Some obvious differences between China and Spain
I wanted to write this post while I was in Spain but life got in the way and now I’ve been back in China for a week. Doesn’t matter, it’s still relevant! These are some of the differences between China and Spain that struck me during my last visit to my home country.
– The color of the sky
I feel I’m a bit like a broken record with this topic, but the last year has been so hard on me. The air has been consistently bad in Suzhou, even during spring and summer, and I’m at the end of my tether.
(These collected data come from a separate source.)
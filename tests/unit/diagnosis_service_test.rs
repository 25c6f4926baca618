//! Tests for the diagnosis submission flow using a canned predictor.

use std::cell::Cell;
use std::fs;
use std::rc::Rc;

use tempfile::TempDir;

use cocoadiag::managers::history_manager::{HistoryManager, HistoryManagerTrait};
use cocoadiag::services::diagnosis_service::DiagnosisService;
use cocoadiag::services::prediction_client::Predictor;
use cocoadiag::storage::MemoryStore;
use cocoadiag::types::diagnosis::Confidence;
use cocoadiag::types::errors::{PredictionError, SubmitError};
use cocoadiag::types::prediction::{ImageUpload, PredictionResponse};
use cocoadiag::ui::history_view::{BufferedView, EMPTY_HISTORY_HTML};
use cocoadiag::ui::image_form::{ImageForm, ImageSource};

/// Returns `response` when set, otherwise a 500 from the service.
struct CannedPredictor {
    response: Option<PredictionResponse>,
    calls: Cell<usize>,
}

impl CannedPredictor {
    fn ok() -> Self {
        Self {
            response: Some(PredictionResponse {
                predicted_class: "ANTHRACNOSE".to_string(),
                confidence: Confidence::from("93.02%"),
                recommendation: "Prune and apply copper fungicide".to_string(),
            }),
            calls: Cell::new(0),
        }
    }

    fn failing() -> Self {
        Self {
            response: None,
            calls: Cell::new(0),
        }
    }
}

impl Predictor for CannedPredictor {
    async fn predict(&self, _image: &ImageUpload) -> Result<PredictionResponse, PredictionError> {
        self.calls.set(self.calls.get() + 1);
        self.response.clone().ok_or_else(|| PredictionError::Server {
            status: 500,
            message: "model unavailable".to_string(),
        })
    }
}

fn form_with_image(dir: &TempDir) -> ImageForm {
    let path = dir.path().join("pod.png");
    fs::write(&path, b"png-bytes").unwrap();
    let mut form = ImageForm::new();
    form.select(ImageSource::Camera, Some(path.as_path())).unwrap();
    form
}

#[tokio::test]
async fn test_submit_without_image_is_rejected() {
    let service = DiagnosisService::new(CannedPredictor::ok());
    let store = Rc::new(MemoryStore::new());
    let mut history = HistoryManager::new(Rc::clone(&store));
    let mut view = BufferedView::default();

    let err = service
        .submit(&ImageForm::new(), &mut history, &mut view)
        .await
        .unwrap_err();

    assert!(matches!(err, SubmitError::NoImage));
    assert_eq!(err.user_message(), "Please upload an image or take a photo first.");
    assert_eq!(service.predictor().calls.get(), 0);
    assert!(store.is_empty());
    assert_eq!(view.writes, 0);
}

#[tokio::test]
async fn test_prediction_failure_leaves_history_untouched() {
    let dir = TempDir::new().unwrap();
    let form = form_with_image(&dir);
    let service = DiagnosisService::new(CannedPredictor::failing());
    let store = Rc::new(MemoryStore::new());
    let mut history = HistoryManager::new(Rc::clone(&store));
    let mut view = BufferedView::default();

    let err = service.submit(&form, &mut history, &mut view).await.unwrap_err();

    assert!(matches!(
        err,
        SubmitError::Prediction(PredictionError::Server { status: 500, .. })
    ));
    assert_eq!(err.user_message(), "Something went wrong. Please try again.");
    assert_eq!(service.predictor().calls.get(), 1);
    assert!(history.load_log().is_empty());
    assert_eq!(view.writes, 0);
}

#[tokio::test]
async fn test_successful_submit_records_and_refreshes() {
    let dir = TempDir::new().unwrap();
    let form = form_with_image(&dir);
    let service = DiagnosisService::new(CannedPredictor::ok());
    let store = Rc::new(MemoryStore::new());
    let mut history = HistoryManager::new(Rc::clone(&store));
    let mut view = BufferedView::default();

    let outcome = service.submit(&form, &mut history, &mut view).await.unwrap();

    assert!(outcome.notices.is_empty());
    assert_eq!(outcome.result().disease, "ANTHRACNOSE");
    assert_eq!(outcome.result().confidence, Confidence::from("93.02%"));
    assert_eq!(Some(outcome.record.image.as_str()), form.preview());
    assert_eq!(outcome.record.date.len(), "2026-10-15 08:30:00".len());

    let log = history.load_log();
    assert_eq!(log.len(), 1);
    assert_eq!(log.first(), Some(&outcome.record));

    assert_eq!(view.writes, 1);
    assert!(view.markup.contains("ANTHRACNOSE"));
    assert!(view.markup.contains("Prune and apply copper fungicide"));
}

#[tokio::test]
async fn test_history_write_failure_becomes_notice() {
    let dir = TempDir::new().unwrap();
    let form = form_with_image(&dir);
    let service = DiagnosisService::new(CannedPredictor::ok());
    let store = MemoryStore::with_quota(32);
    let mut history = HistoryManager::new(&store);
    let mut view = BufferedView::default();

    let outcome = service.submit(&form, &mut history, &mut view).await.unwrap();

    assert_eq!(outcome.result().disease, "ANTHRACNOSE");
    assert_eq!(outcome.notices.len(), 1);
    assert!(outcome.notices[0]
        .message
        .starts_with("Result could not be saved to history:"));
    assert!(history.load_log().is_empty());
    assert_eq!(view.writes, 1);
    assert_eq!(view.markup, EMPTY_HISTORY_HTML);
}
I felt bad for keeping Baby A. mostly at home and I felt bad when I took him out with not-so-great air, but children cannot be locked at home forever. Going to Spain was, literally, a breath of fresh air. No more having to constantly check the PM2.5 readings. I could happily open the window every morning without any worry. Such a small gesture becomes precious when it is taken away from you.
– Mobile payments
In this regard, China is in the future and Spain is in the 19th century. I did see my brother paying in a restaurant with Apple Pay once, but it is not widely used. In China, on the other hand, you can pay with your mobile for anything and everywhere using WeChat or Alipay, which everybody has. I don’t even have to carry my wallet anymore as I never use cash or cards.
– Road etiquette
Try standing next to a pedestrian crossing in Spain. Absolutely every car will stop for you. Try doing the same in China. Good luck. Even when I have already crossed half the road and they see me standing there in the middle, pushing a stroller, most cars will not stop. Because I am a grumpy old woman and I don’t care about anything anymore, I am now in the habit of cursing at the cars that don’t yield (i.e. all of them). I know, I know, I’m a great example for my son…
– Shops’ opening times
Do you suddenly feel like eating an ice cream at 3 am? If you’re in China, no problem, there will most probably be some 24 h store nearby. You might even be able to order it on your phone for immediate delivery (I’m not 100% sure of this though, as I never order delivery and even less in the middle of the night). In Spain though, many shops close in the middle of the day (mostly between 2 and 5:30 pm, except supermarkets) and at 9 pm until the next morning. And most don’t open on Saturday afternoon (except malls and supermarkets) or on Sunday.
– Daylight distribution
In Spain, during the summer, there is daylight until 9:30 and even 10 pm in some places and during some weeks. In Suzhou, in the summer, it gets dark at 7 pm. China is a huge country that for political reasons only has one time zone even though it should have 4. This means that in Suzhou the sun rises at a ridiculous hour (5 am or earlier) and it gets dark too soon. Most people don’t leave home for work until 7 am at the earliest, so you’ll agree with me that it’s useless to have 2 hours of light in the early morning when you could enjoy them in the evening…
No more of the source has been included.